A história cujo desfecho terminou com o assassinato de Lorena, no início de 2007, começou bem antes. Ela conheceu Adriano na igreja que ambos frequentavam. Namoraram por um ano para, em seguida, casarem-se no civil e no religioso. Nos sete anos juntos, compraram um carro, uma casa financiada pela Caixa Econômica Federal e tiveram uma filha. A vida deles sempre foi considerada, até por familiares da vítima, equilibrada. Adriano, que tem o ensino médio completo, nunca ficou sem trabalhar. Orgulha-se dos 12 cursos que fez, quase todos na área de segurança. Lorena era caixa de uma drogaria. Ele conta que, certo dia, ao esquecer o crachá da empresa onde atuava como vigilante, voltou para casa, quando flagrou a mulher com outra na cama. Menos de um mês depois, ele fingiu que ia trabalhar e, de volta ao lar, a cena se repetiu. No meio da discussão, Lorena avisou que ia sair de casa para ficar com a outra mulher.
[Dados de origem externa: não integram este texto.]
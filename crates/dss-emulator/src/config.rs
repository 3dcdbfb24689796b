//! Configuration for the roles and the firmware transfer.
//!
//! Every struct deserializes with `#[serde(default)]`, so a config file only
//! needs the fields it changes. Durations are stored as milliseconds.

use crate::clock::ScaledClock;
use crate::error::EmulatorResult;
use serde::{Deserialize, Serialize};
use std::path::PathBuf;
use std::time::Duration;

/// Protocol ids of the two roles.
#[derive(Debug, Clone, PartialEq, Eq, Serialize, Deserialize)]
#[serde(default)]
pub struct LinkConfig {
    /// Controller id.
    pub controller_id: String,
    /// Device id.
    pub device_id: String,
}

impl Default for LinkConfig {
    fn default() -> Self {
        LinkConfig {
            controller_id: "RC-RI".to_string(),
            device_id: "UDB".to_string(),
        }
    }
}

/// Parameters the controller writes when it starts operations.
#[derive(Debug, Clone, PartialEq, Eq, Serialize, Deserialize)]
#[serde(default)]
pub struct ControllerConfig {
    /// `AR_MFG` written on init.
    pub manufacturer: String,
    /// `AR_MODEL` written on init.
    pub model: String,
    /// `SOUNDSPEED` written on init.
    pub sound_speed: i64,
    /// `RANGE_MAX` written on init.
    pub range_max: i64,
    /// `PIN_ID` written on connect.
    pub pin_id: i64,
    /// How long to wait for `OK`/`NO`/`ACK`/`NAK` on correlated requests.
    pub request_timeout_ms: u64,
}

impl Default for ControllerConfig {
    fn default() -> Self {
        ControllerConfig {
            manufacturer: "ASH".to_string(),
            model: "ARC1-12".to_string(),
            sound_speed: 1,
            range_max: 1,
            pin_id: 12345,
            request_timeout_ms: 3000,
        }
    }
}

impl ControllerConfig {
    /// Request timeout as a duration.
    pub fn request_timeout(&self) -> Duration {
        Duration::from_millis(self.request_timeout_ms)
    }
}

/// Detection probabilities for the interrogation operations.
#[derive(Debug, Clone, PartialEq, Serialize, Deserialize)]
#[serde(default)]
pub struct DetectionConfig {
    /// Quick id, noise below threshold.
    pub quick_id_quiet: f64,
    /// Quick id, noise at or above threshold.
    pub quick_id_noisy: f64,
    /// Full id, noise below threshold.
    pub full_id_quiet: f64,
    /// Full id, noise at or above threshold.
    pub full_id_noisy: f64,
}

impl Default for DetectionConfig {
    fn default() -> Self {
        DetectionConfig {
            quick_id_quiet: 0.8,
            quick_id_noisy: 0.3,
            full_id_quiet: 0.7,
            full_id_noisy: 0.2,
        }
    }
}

/// Simulated processing time of each device operation.
#[derive(Debug, Clone, PartialEq, Eq, Serialize, Deserialize)]
#[serde(default)]
pub struct OperationTimings {
    pub idle_ms: u64,
    pub init_ms: u64,
    /// Delay before each of the two connect id packets.
    pub connect_step_ms: u64,
    /// Extra delay when a connect attempt is simulated to fail.
    pub connect_retry_ms: u64,
    pub single_range_ms: u64,
    pub continuous_start_ms: u64,
    /// Period of continuous ranging updates.
    pub continuous_period_ms: u64,
    pub arm_ms: u64,
    /// Pause between arming and firing.
    pub trigger_delay_ms: u64,
    pub trigger_ms: u64,
    pub broadcast_ms: u64,
    pub quick_id_ms: u64,
    pub full_id_ms: u64,
    pub noise_test_ms: u64,
    pub reboot_ms: u64,
    pub factory_test_ms: u64,
}

impl Default for OperationTimings {
    fn default() -> Self {
        OperationTimings {
            idle_ms: 1000,
            init_ms: 2000,
            connect_step_ms: 2000,
            connect_retry_ms: 1000,
            single_range_ms: 3000,
            continuous_start_ms: 2000,
            continuous_period_ms: 5000,
            arm_ms: 3000,
            trigger_delay_ms: 1000,
            trigger_ms: 2000,
            broadcast_ms: 2000,
            quick_id_ms: 3000,
            full_id_ms: 4000,
            noise_test_ms: 5000,
            reboot_ms: 2000,
            factory_test_ms: 2000,
        }
    }
}

/// Device behaviour.
#[derive(Debug, Clone, PartialEq, Serialize, Deserialize)]
#[serde(default)]
pub struct DeviceConfig {
    /// Password accepted by `SP` and `SI`.
    pub password: String,
    /// Whether operations may fail at random.
    pub simulate_failures: bool,
    /// Failure probability when `simulate_failures` is set.
    pub failure_rate: f64,
    /// Probability of answering a firmware line with `NAK`.
    pub load_fault_rate: f64,
    /// Interrogation detection probabilities.
    pub detection: DetectionConfig,
    /// Operation latencies.
    pub timings: OperationTimings,
    /// Seed for the device RNG; random when unset.
    pub seed: Option<u64>,
    /// Directory receiving uploaded firmware images.
    pub firmware_dir: PathBuf,
}

impl Default for DeviceConfig {
    fn default() -> Self {
        DeviceConfig {
            password: "1776".to_string(),
            simulate_failures: false,
            failure_rate: 0.2,
            load_fault_rate: 0.0,
            detection: DetectionConfig::default(),
            timings: OperationTimings::default(),
            seed: None,
            firmware_dir: PathBuf::from("firmware"),
        }
    }
}

/// Firmware transfer tuning.
#[derive(Debug, Clone, PartialEq, Eq, Serialize, Deserialize)]
#[serde(default)]
pub struct TransferConfig {
    /// Wall time to wait for each line's acknowledgement; not scaled by `speed`.
    pub ack_timeout_ms: u64,
    /// Attempts per line before the transfer aborts.
    pub max_attempts: u32,
    /// Delay between successive lines.
    pub pacing_ms: u64,
}

impl Default for TransferConfig {
    fn default() -> Self {
        TransferConfig {
            ack_timeout_ms: 3000,
            max_attempts: 5,
            pacing_ms: 100,
        }
    }
}

impl TransferConfig {
    /// Acknowledgement timeout as a duration.
    pub fn ack_timeout(&self) -> Duration {
        Duration::from_millis(self.ack_timeout_ms)
    }

    /// Pacing delay as a duration.
    pub fn pacing(&self) -> Duration {
        Duration::from_millis(self.pacing_ms)
    }
}

/// Everything needed to build both roles.
#[derive(Debug, Clone, PartialEq, Serialize, Deserialize)]
#[serde(default)]
pub struct EmulatorConfig {
    pub link: LinkConfig,
    pub controller: ControllerConfig,
    pub device: DeviceConfig,
    pub transfer: TransferConfig,
    /// Simulation speed multiplier; 1.0 is real time.
    pub speed: f64,
}

impl Default for EmulatorConfig {
    fn default() -> Self {
        EmulatorConfig {
            link: LinkConfig::default(),
            controller: ControllerConfig::default(),
            device: DeviceConfig::default(),
            transfer: TransferConfig::default(),
            speed: 1.0,
        }
    }
}

impl EmulatorConfig {
    /// Clock running at the configured speed.
    pub fn clock(&self) -> EmulatorResult<ScaledClock> {
        ScaledClock::new(self.speed)
    }
}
´Falei que se ela não fosse minha, não seria de mais ninguém. Depois daí, tenho um branco na minha cabeça. Os vizinhos disseram que me viram saindo de casa, de bermuda, descalço, sujo de sangue e com minha filha no colo`, recorda Adriano. Ele foi para a casa da mãe, contou o que havia ocorrido e se entregou à polícia. Condenado a 16 anos e seis meses de reclusão, Adriano obteve o direito ao trabalho externo e visita os familiares quinzenalmente. Em duas ocasiões, levou flores ao túmulo da ex-esposa. Quanto à filha, que nunca mais viu por imposição da família da ex-mulher, pretende ingressar com uma ação na Justiça para regulamentar visitas e dar a pensão alimentícia com o auxílio-reclusão a que tem direito. ´Vou explicar a ela que não sou um monstro`, planeja. O problema é que, muitas vezes, o próprio Adriano parece duvidar disso. Perguntado sobre quantos golpes deu em Lorena com a faca de cortar pão, ele diz: ´Essa é a única coisa que não gosto de falar. Minha mãe me contou, mas não acreditei que fiz isso com ela`. O laudo cadavérico: 29 facadas.

Nomes fictícios para preservar a identidade dos entrevistados e das vítimas.